Information shown =
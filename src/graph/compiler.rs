use std::collections::{HashMap, HashSet};
use std::sync::Arc;

use arrayvec::ArrayVec;
use log::{debug, warn};

use super::description::{GraphDescription, NodeDescription};
use super::slots::SlotAllocator;
use super::topology::{dependency_order, TopologyError};
use super::types::{
    InputSocket, NodeKey, NodeRole, OpId, OutputSocket, ParameterId, Slot, MAX_NODE_SOCKETS,
};
use crate::error::CompileError;
use crate::ops::OperationTable;
use crate::runtime::{CompileStats, CompiledGraph, CompiledNode, Parameter};
use crate::value::Value;

/// Compiles `graph` into a flat node list bound to a shared slot array.
///
/// Only nodes the output node depends on are kept. They are emitted in
/// dependency order, and every wire gets a slot that is reused once the wire's
/// last consumer has been bound.
pub fn compile(
    graph: &GraphDescription,
    table: Arc<OperationTable>,
) -> Result<CompiledGraph, CompileError> {
    let incoming = check_structure(graph)?;
    let output = find_output(graph)?;

    let order = dependency_order(output, |key: &NodeKey| {
        let inputs = graph.node(*key).map_or(0, |node| node.inputs.len());
        (0..inputs)
            .filter_map(|index| incoming.get(&key.input(index)).map(|from| from.node))
            .collect()
    })
    .map_err(|err| match err {
        TopologyError::CycleDetected { path } => CompileError::CycleDetected(path),
    })?;

    let live: HashSet<NodeKey> = order.iter().copied().collect();
    let mut consumers: HashMap<OutputSocket, usize> = HashMap::new();
    for (to, from) in &incoming {
        if live.contains(&to.node) {
            *consumers.entry(*from).or_default() += 1;
        }
    }

    let mut slots = SlotAllocator::new();

    let mut parameter_slots: HashMap<ParameterId, Slot> = HashMap::new();
    let mut parameters = Vec::new();
    for (id, param) in graph.parameters() {
        let slot = slots.register_parameter_slot();
        parameter_slots.insert(id, slot);
        parameters.push(Parameter {
            id,
            name: param.name.clone(),
            value: param.value.clone(),
            slot,
        });
    }

    let mut nodes = Vec::with_capacity(order.len());
    let mut read_parameters = HashSet::new();
    for &key in &order {
        let Some(node) = graph.node(key) else {
            return Err(CompileError::MissingNode(key));
        };

        let op_index = table.resolve(node.op).ok_or(CompileError::UnknownOperation {
            node: key,
            op: node.op,
        })?;

        let mut input_slots = ArrayVec::new();
        let mut input_cache = ArrayVec::new();
        for (index, default) in node.inputs.iter().enumerate() {
            let slot = match (incoming.get(&key.input(index)), node.role) {
                (Some(from), _) => Some(slots.use_input(from).map_err(|_| {
                    CompileError::UnregisteredWire {
                        node: from.node,
                        socket: from.index,
                    }
                })?),
                (None, NodeRole::ParameterRead(id)) if index == 0 => {
                    read_parameters.insert(id);
                    parameter_slots.get(&id).copied()
                }
                (None, _) => None,
            };

            input_slots.push(slot);
            input_cache.push(
                default
                    .and_then(|literal| node.literals.get(literal))
                    .cloned()
                    .unwrap_or(Value::Empty),
            );
        }

        let output_slots = (0..node.outputs)
            .map(|index| {
                let wire = key.output(index);
                let readers = consumers.get(&wire).copied().unwrap_or(0);
                slots.register_output(wire, readers)
            })
            .collect();

        nodes.push(CompiledNode {
            op: node.op,
            op_index,
            role: node.role,
            source: key,
            literals: node.literals.clone(),
            input_slots,
            output_slots,
            input_cache,
        });
    }

    let output_index = nodes.len().checked_sub(1);
    if let Some(sink) = output_index.and_then(|index| nodes.get(index)) {
        if sink.input_slots.iter().all(Option::is_none) {
            warn!("Output node has no wired inputs; the graph publishes its defaults only");
        }
    }
    for param in &parameters {
        if !read_parameters.contains(&param.id) {
            warn!("Parameter '{}' is not read by any live node", param.name);
        }
    }

    let stats = CompileStats {
        live_nodes: nodes.len(),
        eliminated_nodes: graph.node_count() - nodes.len(),
        slot_count: slots.slot_count(),
        peak_live_slots: slots.peak_live_slots(),
    };
    debug!(
        "Compiled {} nodes ({} unreachable) into {} slots, {} parameters",
        stats.live_nodes,
        stats.eliminated_nodes,
        stats.slot_count,
        parameters.len()
    );

    Ok(CompiledGraph {
        nodes,
        parameters,
        output: output_index,
        slot_count: slots.slot_count(),
        table,
        stats,
    })
}

fn find_output(graph: &GraphDescription) -> Result<NodeKey, CompileError> {
    let outputs: Vec<NodeKey> = graph
        .nodes()
        .filter(|(_, node)| node.op == OpId::OUTPUT)
        .map(|(key, _)| key)
        .collect();

    match outputs.as_slice() {
        [] => Err(CompileError::NoOutputNode),
        [output] => Ok(*output),
        many => Err(CompileError::MultipleOutputNodes(many.len())),
    }
}

/// Validates nodes and wires, returning the wire feeding each connected input.
fn check_structure(
    graph: &GraphDescription,
) -> Result<HashMap<InputSocket, OutputSocket>, CompileError> {
    for (key, node) in graph.nodes() {
        check_node(graph, key, node)?;
    }

    let mut incoming = HashMap::new();
    for wire in graph.wires() {
        let producer = graph
            .node(wire.from.node)
            .ok_or(CompileError::MissingNode(wire.from.node))?;
        if wire.from.index >= producer.outputs {
            return Err(CompileError::NoSuchOutput {
                node: wire.from.node,
                socket: wire.from.index,
            });
        }

        let consumer = graph
            .node(wire.to.node)
            .ok_or(CompileError::MissingNode(wire.to.node))?;
        if wire.to.index >= consumer.inputs.len() {
            return Err(CompileError::NoSuchInput {
                node: wire.to.node,
                socket: wire.to.index,
            });
        }

        let bound_to_parameter =
            matches!(consumer.role, NodeRole::ParameterRead(_)) && wire.to.index == 0;
        if bound_to_parameter || incoming.insert(wire.to, wire.from).is_some() {
            return Err(CompileError::InputAlreadyWired {
                node: wire.to.node,
                socket: wire.to.index,
            });
        }
    }

    Ok(incoming)
}

fn check_node(
    graph: &GraphDescription,
    key: NodeKey,
    node: &NodeDescription,
) -> Result<(), CompileError> {
    let count = node.inputs.len().max(node.outputs);
    if count > MAX_NODE_SOCKETS {
        return Err(CompileError::TooManySockets {
            node: key,
            count,
            max: MAX_NODE_SOCKETS,
        });
    }

    for (socket, default) in node.inputs.iter().enumerate() {
        if let Some(literal) = *default {
            if literal >= node.literals.len() {
                return Err(CompileError::MissingLiteral {
                    node: key,
                    socket,
                    literal,
                });
            }
        }
    }

    // The output triple and the output role always travel together.
    if (node.op == OpId::OUTPUT) != (node.role == NodeRole::Output) {
        return Err(CompileError::RoleMismatch {
            node: key,
            op: node.op,
            role: node.role,
        });
    }

    if let NodeRole::ParameterRead(parameter) = node.role {
        if graph.parameter(parameter).is_none() {
            return Err(CompileError::UnknownParameter {
                node: key,
                parameter,
            });
        }
    }

    Ok(())
}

The problem = Would you set down all the lines above, exactly and in full?

Response for this exercise =
filename src/graph/compiler.rs
use std::collections::{HashMap, HashSet};
use std::sync::Arc;

use arrayvec::ArrayVec;
use log::{debug, warn};

use super::description::{GraphDescription, NodeDescription};
use super::slots::SlotAllocator;
use super::topology::{dependency_order, TopologyError};
use super::types::{
    InputSocket, NodeKey, NodeRole, OpId, OutputSocket, ParameterId, Slot, MAX_NODE_SOCKETS,
};
use crate::error::CompileError;
use crate::ops::OperationTable;
use crate::runtime::{CompileStats, CompiledGraph, CompiledNode, Parameter};
use crate::value::Value;

/// Compiles `graph` into a flat node list bound to a shared slot array.
///
/// Only nodes the output node depends on are kept. They are emitted in
/// dependency order, and every wire gets a slot that is reused once the wire's
/// last consumer has been bound.
pub fn compile(
    graph: &GraphDescription,
    table: Arc<OperationTable>,
) -> Result<CompiledGraph, CompileError> {
    let incoming = check_structure(graph)?;
    let output = find_output(graph)?;

    let order = dependency_order(output, |key: &NodeKey| {
        let inputs = graph.node(*key).map_or(0, |node| node.inputs.len());
        (0..inputs)
            .filter_map(|index| incoming.get(&key.input(index)).map(|from| from.node))
            .collect()
    })
    .map_err(|err| match err {
        TopologyError::CycleDetected { path } => CompileError::CycleDetected(path),
    })?;

    let live: HashSet<NodeKey> = order.iter().copied().collect();
    let mut consumers: HashMap<OutputSocket, usize> = HashMap::new();
    for (to, from) in &incoming {
        if live.contains(&to.node) {
            *consumers.entry(*from).or_default() += 1;
        }
    }

    let mut slots = SlotAllocator::new();

    let mut parameter_slots: HashMap<ParameterId, Slot> = HashMap::new();
    let mut parameters = Vec::new();
    for (id, param) in graph.parameters() {
        let slot = slots.register_parameter_slot();
        parameter_slots.insert(id, slot);
        parameters.push(Parameter {
            id,
            name: param.name.clone(),
            value: param.value.clone(),
            slot,
        });
    }

    let mut nodes = Vec::with_capacity(order.len());
    let mut read_parameters = HashSet::new();
    for &key in &order {
        let Some(node) = graph.node(key) else {
            return Err(CompileError::MissingNode(key));
        };

        let op_index = table.resolve(node.op).ok_or(CompileError::UnknownOperation {
            node: key,
            op: node.op,
        })?;

        let mut input_slots = ArrayVec::new();
        let mut input_cache = ArrayVec::new();
        for (index, default) in node.inputs.iter().enumerate() {
            let slot = match (incoming.get(&key.input(index)), node.role) {
                (Some(from), _) => Some(slots.use_input(from).map_err(|_| {
                    CompileError::UnregisteredWire {
                        node: from.node,
                        socket: from.index,
                    }
                })?),
                (None, NodeRole::ParameterRead(id)) if index == 0 => {
                    read_parameters.insert(id);
                    parameter_slots.get(&id).copied()
                }
                (None, _) => None,
            };

            input_slots.push(slot);
            input_cache.push(
                default
                    .and_then(|literal| node.literals.get(literal))
                    .cloned()
                    .unwrap_or(Value::Empty),
            );
        }

        let output_slots = (0..node.outputs)
            .map(|index| {
                let wire = key.output(index);
                let readers = consumers.get(&wire).copied().unwrap_or(0);
                slots.register_output(wire, readers)
            })
            .collect();

        nodes.push(CompiledNode {
            op: node.op,
            op_index,
            role: node.role,
            source: key,
            literals: node.literals.clone(),
            input_slots,
            output_slots,
            input_cache,
        });
    }

    let output_index = nodes.len().checked_sub(1);
    if let Some(sink) = output_index.and_then(|index| nodes.get(index)) {
        if sink.input_slots.iter().all(Option::is_none) {
            warn!("Output node has no wired inputs; the graph publishes its defaults only");
        }
    }
    for param in &parameters {
        if !read_parameters.contains(&param.id) {
            warn!("Parameter '{}' is not read by any live node", param.name);
        }
    }

    let stats = CompileStats {
        live_nodes: nodes.len(),
        eliminated_nodes: graph.node_count() - nodes.len(),
        slot_count: slots.slot_count(),
        peak_live_slots: slots.peak_live_slots(),
    };
    debug!(
        "Compiled {} nodes ({} unreachable) into {} slots, {} parameters",
        stats.live_nodes,
        stats.eliminated_nodes,
        stats.slot_count,
        parameters.len()
    );

    Ok(CompiledGraph {
        nodes,
        parameters,
        output: output_index,
        slot_count: slots.slot_count(),
        table,
        stats,
    })
}

fn find_output(graph: &GraphDescription) -> Result<NodeKey, CompileError> {
    let outputs: Vec<NodeKey> = graph
        .nodes()
        .filter(|(_, node)| node.op == OpId::OUTPUT)
        .map(|(key, _)| key)
        .collect();

    match outputs.as_slice() {
        [] => Err(CompileError::NoOutputNode),
        [output] => Ok(*output),
        many => Err(CompileError::MultipleOutputNodes(many.len())),
    }
}

/// Validates nodes and wires, returning the wire feeding each connected input.
fn check_structure(
    graph: &GraphDescription,
) -> Result<HashMap<InputSocket, OutputSocket>, CompileError> {
    for (key, node) in graph.nodes() {
        check_node(graph, key, node)?;
    }

    let mut incoming = HashMap::new();
    for wire in graph.wires() {
        let producer = graph
            .node(wire.from.node)
            .ok_or(CompileError::MissingNode(wire.from.node))?;
        if wire.from.index >= producer.outputs {
            return Err(CompileError::NoSuchOutput {
                node: wire.from.node,
                socket: wire.from.index,
            });
        }

        let consumer = graph
            .node(wire.to.node)
            .ok_or(CompileError::MissingNode(wire.to.node))?;
        if wire.to.index >= consumer.inputs.len() {
            return Err(CompileError::NoSuchInput {
                node: wire.to.node,
                socket: wire.to.index,
            });
        }

        let bound_to_parameter =
            matches!(consumer.role, NodeRole::ParameterRead(_)) && wire.to.index == 0;
        if bound_to_parameter || incoming.insert(wire.to, wire.from).is_some() {
            return Err(CompileError::InputAlreadyWired {
                node: wire.to.node,
                socket: wire.to.index,
            });
        }
    }

    Ok(incoming)
}

fn check_node(
    graph: &GraphDescription,
    key: NodeKey,
    node: &NodeDescription,
) -> Result<(), CompileError> {
    let count = node.inputs.len().max(node.outputs);
    if count > MAX_NODE_SOCKETS {
        return Err(CompileError::TooManySockets {
            node: key,
            count,
            max: MAX_NODE_SOCKETS,
        });
    }

    for (socket, default) in node.inputs.iter().enumerate() {
        if let Some(literal) = *default {
            if literal >= node.literals.len() {
                return Err(CompileError::MissingLiteral {
                    node: key,
                    socket,
                    literal,
                });
            }
        }
    }

    // The output triple and the output role always travel together.
    if (node.op == OpId::OUTPUT) != (node.role == NodeRole::Output) {
        return Err(CompileError::RoleMismatch {
            node: key,
            op: node.op,
            role: node.role,
        });
    }

    if let NodeRole::ParameterRead(parameter) = node.role {
        if graph.parameter(parameter).is_none() {
            return Err(CompileError::UnknownParameter {
                node: key,
                parameter,
            });
        }
    }

    Ok(())
}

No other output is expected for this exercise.